# $\mu_k$ of surface from experimental vs theoretical acceleration [closed]

I have an air track at a slight angle with a glider. Final velocity is determined, and from that a is calculated, and from a, I have approximated g. I am trying to find $$\mu_{k}$$ between the track and the glider. The values that I am coming up with are about 1/100th of what I expect.

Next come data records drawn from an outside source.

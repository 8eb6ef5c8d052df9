//! HTTP client wrapper - the request executor and its transport

use std::collections::BTreeMap;
use std::sync::Arc;
use std::time::Duration;

use async_trait::async_trait;
use chrono::Utc;
use tokio::time::Instant;
use url::Url;

use crate::error::TransportError;
use crate::models::{HeaderEntry, HttpMethod, RequestRecord, ResponseRecord};

/// Everything the transport needs for one exchange. The URL already carries
/// the merged query parameters and `headers` holds only complete entries.
#[derive(Clone, Debug)]
pub struct Exchange {
    pub method: HttpMethod,
    pub url: Url,
    pub headers: Vec<HeaderEntry>,
    pub body: String,
    pub timeout: Duration,
}

/// What came back over the wire, before header collapsing
#[derive(Clone, Debug, Default)]
pub struct RawResponse {
    pub status_code: u16,
    pub status_text: String,
    /// Every header line, repeated names included, in arrival order
    pub headers: Vec<(String, String)>,
    pub body: Vec<u8>,
}

/// Performs the HTTP exchange itself
#[async_trait]
pub trait Transport: Send + Sync {
    async fn exchange(&self, exchange: Exchange) -> Result<RawResponse, TransportError>;
}

/// reqwest-backed transport used by the binary
#[derive(Clone, Debug)]
pub struct ReqwestTransport {
    client: reqwest::Client,
}

impl ReqwestTransport {
    pub fn new(timeout: Duration) -> Self {
        ReqwestTransport {
            client: create_client(timeout),
        }
    }
}

#[async_trait]
impl Transport for ReqwestTransport {
    async fn exchange(&self, exchange: Exchange) -> Result<RawResponse, TransportError> {
        let mut req_builder = self
            .client
            .request(to_reqwest_method(exchange.method), exchange.url)
            .timeout(exchange.timeout);

        for header in &exchange.headers {
            req_builder = req_builder.header(&header.key, &header.value);
        }

        if !exchange.body.is_empty() {
            req_builder = req_builder.body(exchange.body);
        }

        let resp = req_builder.send().await.map_err(|e| {
            if e.is_timeout() {
                TransportError::timeout(exchange.timeout)
            } else {
                e.into()
            }
        })?;

        let status = resp.status();
        let status_text = match status.canonical_reason() {
            Some(reason) => format!("{} {}", status.as_u16(), reason),
            None => status.as_u16().to_string(),
        };
        let headers = resp
            .headers()
            .iter()
            .map(|(name, value)| {
                (
                    name.as_str().to_string(),
                    String::from_utf8_lossy(value.as_bytes()).into_owned(),
                )
            })
            .collect();

        let body = resp.bytes().await.map_err(|e| {
            if e.is_timeout() {
                TransportError::timeout(exchange.timeout)
            } else {
                TransportError::Incomplete(e.to_string())
            }
        })?;

        Ok(RawResponse {
            status_code: status.as_u16(),
            status_text,
            headers,
            body: body.to_vec(),
        })
    }
}

/// Turns a [`RequestRecord`] into a [`ResponseRecord`] through a [`Transport`]
#[derive(Clone)]
pub struct Executor {
    transport: Arc<dyn Transport>,
    timeout: Duration,
}

impl Executor {
    pub fn new(transport: Arc<dyn Transport>, timeout: Duration) -> Self {
        Executor { transport, timeout }
    }

    /// Run one exchange. The timer covers dispatch through the last body byte.
    pub async fn execute(&self, record: &RequestRecord) -> Result<ResponseRecord, TransportError> {
        let url = resolve_url(&record.url, &record.params)?;
        let headers = record
            .headers
            .iter()
            .filter(|h| h.is_complete())
            .cloned()
            .collect();

        let exchange = Exchange {
            method: record.method,
            url,
            headers,
            body: record.body.clone(),
            timeout: self.timeout,
        };

        let start = Instant::now();
        let raw = tokio::time::timeout(self.timeout, self.transport.exchange(exchange))
            .await
            .map_err(|_| TransportError::timeout(self.timeout))??;
        let elapsed = start.elapsed();

        let size = raw.body.len();
        Ok(ResponseRecord {
            status_code: raw.status_code,
            status_text: raw.status_text,
            headers: ResponseRecord::collapse_headers(raw.headers),
            body: String::from_utf8_lossy(&raw.body).into_owned(),
            size,
            elapsed,
            completed_at: Utc::now(),
        })
    }
}

/// Parse `raw` and merge `params` into its query string.
///
/// A parameter replaces every existing pair with the same key. Parameters with
/// an empty key or value are dropped. Only `http` and `https` URLs are accepted.
pub fn resolve_url(raw: &str, params: &BTreeMap<String, String>) -> Result<Url, TransportError> {
    let mut url = Url::parse(raw.trim())
        .map_err(|e| TransportError::InvalidUrl(format!("{}: `{}`", e, raw)))?;
    if !matches!(url.scheme(), "http" | "https") {
        return Err(TransportError::InvalidUrl(format!(
            "unsupported scheme `{}` in `{}`",
            url.scheme(),
            raw
        )));
    }

    let params: Vec<(&String, &String)> = params
        .iter()
        .filter(|(k, v)| !k.is_empty() && !v.is_empty())
        .collect();
    if params.is_empty() {
        return Ok(url);
    }

    let kept: Vec<(String, String)> = url
        .query_pairs()
        .filter(|(k, _)| !params.iter().any(|(pk, _)| **pk == **k))
        .map(|(k, v)| (k.into_owned(), v.into_owned()))
        .collect();

    url.query_pairs_mut()
        .clear()
        .extend_pairs(kept)
        .extend_pairs(params);

    Ok(url)
}

fn to_reqwest_method(method: HttpMethod) -> reqwest::Method {
    match method {
        HttpMethod::GET => reqwest::Method::GET,
        HttpMethod::POST => reqwest::Method::POST,
        HttpMethod::PUT => reqwest::Method::PUT,
        HttpMethod::DELETE => reqwest::Method::DELETE,
        HttpMethod::PATCH => reqwest::Method::PATCH,
        HttpMethod::HEAD => reqwest::Method::HEAD,
    }
}

/// Create an HTTP client with default configuration
pub fn create_client(timeout: Duration) -> reqwest::Client {
    reqwest::Client::builder()
        .timeout(timeout)
        .build()
        .unwrap_or_else(|e| {
            tracing::warn!(error = %e, "Falling back to default HTTP client");
            reqwest::Client::new()
        })
}

#[cfg(test)]
mod tests {
    use super::*;
    use std::sync::Mutex;

    use crate::error::NetworkFailure;

    /// Records every exchange and answers with a canned result
    struct MockTransport {
        seen: Mutex<Vec<Exchange>>,
        reply: Result<RawResponse, TransportError>,
        delay: Duration,
    }

    impl MockTransport {
        fn replying(reply: Result<RawResponse, TransportError>) -> Arc<Self> {
            Arc::new(MockTransport {
                seen: Mutex::new(Vec::new()),
                reply,
                delay: Duration::ZERO,
            })
        }
    }

    #[async_trait]
    impl Transport for MockTransport {
        async fn exchange(&self, exchange: Exchange) -> Result<RawResponse, TransportError> {
            self.seen.lock().unwrap().push(exchange);
            tokio::time::sleep(self.delay).await;
            self.reply.clone()
        }
    }

    fn params(pairs: &[(&str, &str)]) -> BTreeMap<String, String> {
        pairs
            .iter()
            .map(|(k, v)| (k.to_string(), v.to_string()))
            .collect()
    }

    fn ok_raw() -> RawResponse {
        RawResponse {
            status_code: 200,
            status_text: "200 OK".to_string(),
            headers: vec![
                ("x-trace".to_string(), "first".to_string()),
                ("x-trace".to_string(), "second".to_string()),
            ],
            body: b"[]".to_vec(),
        }
    }

    #[test]
    fn test_resolve_url_appends_params() {
        let url = resolve_url("https://example.com/search", &params(&[("q", "test")])).unwrap();
        assert_eq!(url.as_str(), "https://example.com/search?q=test");
    }

    #[test]
    fn test_resolve_url_merges_existing_query() {
        let url = resolve_url(
            "https://example.com/search?page=2&q=old",
            &params(&[("q", "new")]),
        )
        .unwrap();
        assert_eq!(url.as_str(), "https://example.com/search?page=2&q=new");
    }

    #[test]
    fn test_resolve_url_drops_empty_params() {
        let url = resolve_url(
            "https://example.com/items",
            &params(&[("", "x"), ("y", "")]),
        )
        .unwrap();
        assert_eq!(url.as_str(), "https://example.com/items");
    }

    #[test]
    fn test_resolve_url_rejects_malformed() {
        let err = resolve_url("", &BTreeMap::new()).unwrap_err();
        assert!(matches!(err, TransportError::InvalidUrl(_)));
        let err = resolve_url("not a url", &params(&[("q", "x")])).unwrap_err();
        assert!(matches!(err, TransportError::InvalidUrl(_)));
        let err = resolve_url("localhost:8080/items", &BTreeMap::new()).unwrap_err();
        assert!(matches!(err, TransportError::InvalidUrl(_)));
    }

    #[tokio::test]
    async fn test_execute_filters_headers_and_collapses_response() {
        let transport = MockTransport::replying(Ok(ok_raw()));
        let executor = Executor::new(transport.clone(), Duration::from_secs(30));
        let record = RequestRecord::new(
            HttpMethod::POST,
            "https://example.com/search",
            vec![
                HeaderEntry::new("Accept", "application/json"),
                HeaderEntry::new("", "orphan"),
                HeaderEntry::new("X-Empty", ""),
            ],
            params(&[("q", "test")]),
            "{}",
        );

        let response = executor.execute(&record).await.unwrap();
        assert_eq!(response.status_code, 200);
        assert_eq!(response.body, "[]");
        assert_eq!(response.size, 2);
        assert_eq!(response.headers["x-trace"], "first");

        let seen = transport.seen.lock().unwrap();
        assert_eq!(seen.len(), 1);
        assert_eq!(seen[0].url.as_str(), "https://example.com/search?q=test");
        assert_eq!(seen[0].headers, vec![HeaderEntry::new("Accept", "application/json")]);
        assert_eq!(seen[0].method, HttpMethod::POST);
    }

    #[tokio::test]
    async fn test_execute_invalid_url_never_reaches_transport() {
        let transport = MockTransport::replying(Ok(ok_raw()));
        let executor = Executor::new(transport.clone(), Duration::from_secs(30));
        let record = RequestRecord::new(HttpMethod::GET, "", vec![], BTreeMap::new(), "");

        let err = executor.execute(&record).await.unwrap_err();
        assert!(matches!(err, TransportError::InvalidUrl(_)));
        assert!(transport.seen.lock().unwrap().is_empty());
    }

    #[tokio::test]
    async fn test_execute_passes_transport_errors_through() {
        let transport = MockTransport::replying(Err(TransportError::Network(
            NetworkFailure::Connect("refused".to_string()),
        )));
        let executor = Executor::new(transport, Duration::from_secs(30));
        let record = RequestRecord::new(
            HttpMethod::GET,
            "http://127.0.0.1:9/",
            vec![],
            BTreeMap::new(),
            "",
        );

        let err = executor.execute(&record).await.unwrap_err();
        assert_eq!(err.to_string(), "connection failed: refused");
    }

    #[tokio::test(start_paused = true)]
    async fn test_execute_times_out() {
        let transport = Arc::new(MockTransport {
            seen: Mutex::new(Vec::new()),
            reply: Ok(ok_raw()),
            delay: Duration::from_secs(120),
        });
        let executor = Executor::new(transport, Duration::from_secs(30));
        let record = RequestRecord::new(
            HttpMethod::GET,
            "https://example.com/slow",
            vec![],
            BTreeMap::new(),
            "",
        );

        let err = executor.execute(&record).await.unwrap_err();
        assert!(err.is_timeout());
    }

    #[tokio::test(start_paused = true)]
    async fn test_execute_measures_elapsed() {
        let transport = Arc::new(MockTransport {
            seen: Mutex::new(Vec::new()),
            reply: Ok(ok_raw()),
            delay: Duration::from_millis(5),
        });
        let executor = Executor::new(transport, Duration::from_secs(30));
        let record = RequestRecord::new(
            HttpMethod::GET,
            "https://example.com/items",
            vec![],
            BTreeMap::new(),
            "",
        );

        let response = executor.execute(&record).await.unwrap();
        assert!(response.elapsed >= Duration::from_millis(5));
    }
}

What I have so far is:

$$g=\frac{a_{exp}}{\sin\theta}$$

$$a_{exp}=\frac{v_{f}^{2}}{2d}$$

$$g=\frac{\frac{v_{f}^{2}}{2d}}{\sin\theta}$$

$$v_{t_{f}}=\sqrt{g\left(2d\right)\sin\theta}$$

$$K_{exp}=\frac{1}{2}mv^{2}_{exp_{f}}$$

$$K_{t}=\frac{1}{2}mv^{2}_{t_{f}}$$

$$K_{loss}=K_{t}-K_{exp}$$

$$F_{fric}=\frac{K_{loss}}{d}$$

$$F_{n}=mg\cos\theta$$

$$\mu_{k}=\frac{F_{fric}}{F_{n}}$$

$$\mu_{k}=\frac{\frac{\frac{1}{2}m\sqrt{g\left(2d\right)}^{2}-\frac{1}{2}mv^{2}_{exp_{f}}}{d}}{mg\cos\theta}$$

Am i missing something obvious, or am I way off the mark?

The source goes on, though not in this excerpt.